### Record excerpts

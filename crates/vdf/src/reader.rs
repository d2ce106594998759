//! Bounds-checked little-endian cursor over a byte slice.

use memchr::memchr;

/// A forward-only cursor over borrowed bytes.
///
/// Every read is checked against the end of the slice: a read that would run
/// past it returns `None` and leaves the cursor where it was.
#[derive(Debug, Clone)]
pub struct Reader<'a> {
    bytes: &'a [u8],
    position: usize,
}
impl<'a> Reader<'a> {
    pub fn new(bytes: &'a [u8]) -> Self {
        Self { bytes, position: 0 }
    }

    /// Start reading at `position`; positions past the end yield an empty reader.
    pub fn at(bytes: &'a [u8], position: usize) -> Self {
        Self {
            bytes,
            position: position.min(bytes.len()),
        }
    }

    #[inline]
    pub fn position(&self) -> usize {
        self.position
    }

    #[inline]
    pub fn remaining(&self) -> usize {
        self.bytes.len() - self.position
    }

    #[inline]
    pub fn is_empty(&self) -> bool {
        self.remaining() == 0
    }

    pub fn bytes(&mut self, len: usize) -> Option<&'a [u8]> {
        let bytes: &'a [u8] = self.bytes;
        let end = self.position.checked_add(len)?;
        let slice = bytes.get(self.position..end)?;
        self.position = end;
        Some(slice)
    }

    pub fn array<const N: usize>(&mut self) -> Option<[u8; N]> {
        let slice = self.bytes(N)?;
        slice.try_into().ok()
    }

    pub fn u8(&mut self) -> Option<u8> {
        self.array::<1>().map(|[b]| b)
    }

    pub fn u32_le(&mut self) -> Option<u32> {
        self.array().map(u32::from_le_bytes)
    }

    pub fn i32_le(&mut self) -> Option<i32> {
        self.array().map(i32::from_le_bytes)
    }

    pub fn u64_le(&mut self) -> Option<u64> {
        self.array().map(u64::from_le_bytes)
    }

    pub fn i64_le(&mut self) -> Option<i64> {
        self.array().map(i64::from_le_bytes)
    }

    /// Reads up to (and consumes) the next NUL byte, returning the bytes before it.
    pub fn cstr(&mut self) -> Option<&'a [u8]> {
        let bytes: &'a [u8] = self.bytes;
        let rest = bytes.get(self.position..)?;
        let len = memchr(0, rest)?;
        let value = &rest[..len];
        self.position += len + 1;
        Some(value)
    }
}

#[cfg(test)]
mod tests {
    use super::*;

    #[test]
    fn reads_little_endian_integers() {
        let bytes = [0x2a, 0, 0, 0, 0xff, 0xff, 0xff, 0xff, 1, 0, 0, 0, 0, 0, 0, 0];
        let mut reader = Reader::new(&bytes);
        assert_eq!(reader.u32_le(), Some(42));
        assert_eq!(reader.i32_le(), Some(-1));
        assert_eq!(reader.u64_le(), Some(1));
        assert!(reader.is_empty());
    }

    #[test]
    fn short_read_does_not_advance() {
        let bytes = [1, 2, 3];
        let mut reader = Reader::new(&bytes);
        assert_eq!(reader.u32_le(), None);
        assert_eq!(reader.position(), 0);
        assert_eq!(reader.u8(), Some(1));
    }

    #[test]
    fn cstr_requires_terminator() {
        let mut reader = Reader::new(b"name\0rest");
        assert_eq!(reader.cstr(), Some(&b"name"[..]));
        assert_eq!(reader.position(), 5);
        assert_eq!(reader.cstr(), None);
        assert_eq!(reader.remaining(), 4);
    }

    #[test]
    fn at_clamps_to_end() {
        let reader = Reader::at(b"abc", 10);
        assert!(reader.is_empty());
    }
}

######

_Description of the task:_
Write out the records above exactly, from the opening line to the line with "pub fn remaining(&self)", including both, with nothing added.

_Solution below:_
filename crates/vdf/src/reader.rs
repository d2ce106594998759
//! Bounds-checked little-endian cursor over a byte slice.

use memchr::memchr;

/// A forward-only cursor over borrowed bytes.
///
/// Every read is checked against the end of the slice: a read that would run
/// past it returns `None` and leaves the cursor where it was.
#[derive(Debug, Clone)]
pub struct Reader<'a> {
    bytes: &'a [u8],
    position: usize,
}
impl<'a> Reader<'a> {
    pub fn new(bytes: &'a [u8]) -> Self {
        Self { bytes, position: 0 }
    }

    /// Start reading at `position`; positions past the end yield an empty reader.
    pub fn at(bytes: &'a [u8], position: usize) -> Self {
        Self {
            bytes,
            position: position.min(bytes.len()),
        }
    }

    #[inline]
    pub fn position(&self) -> usize {
        self.position
    }

    #[inline]
    pub fn remaining(&self) -> usize {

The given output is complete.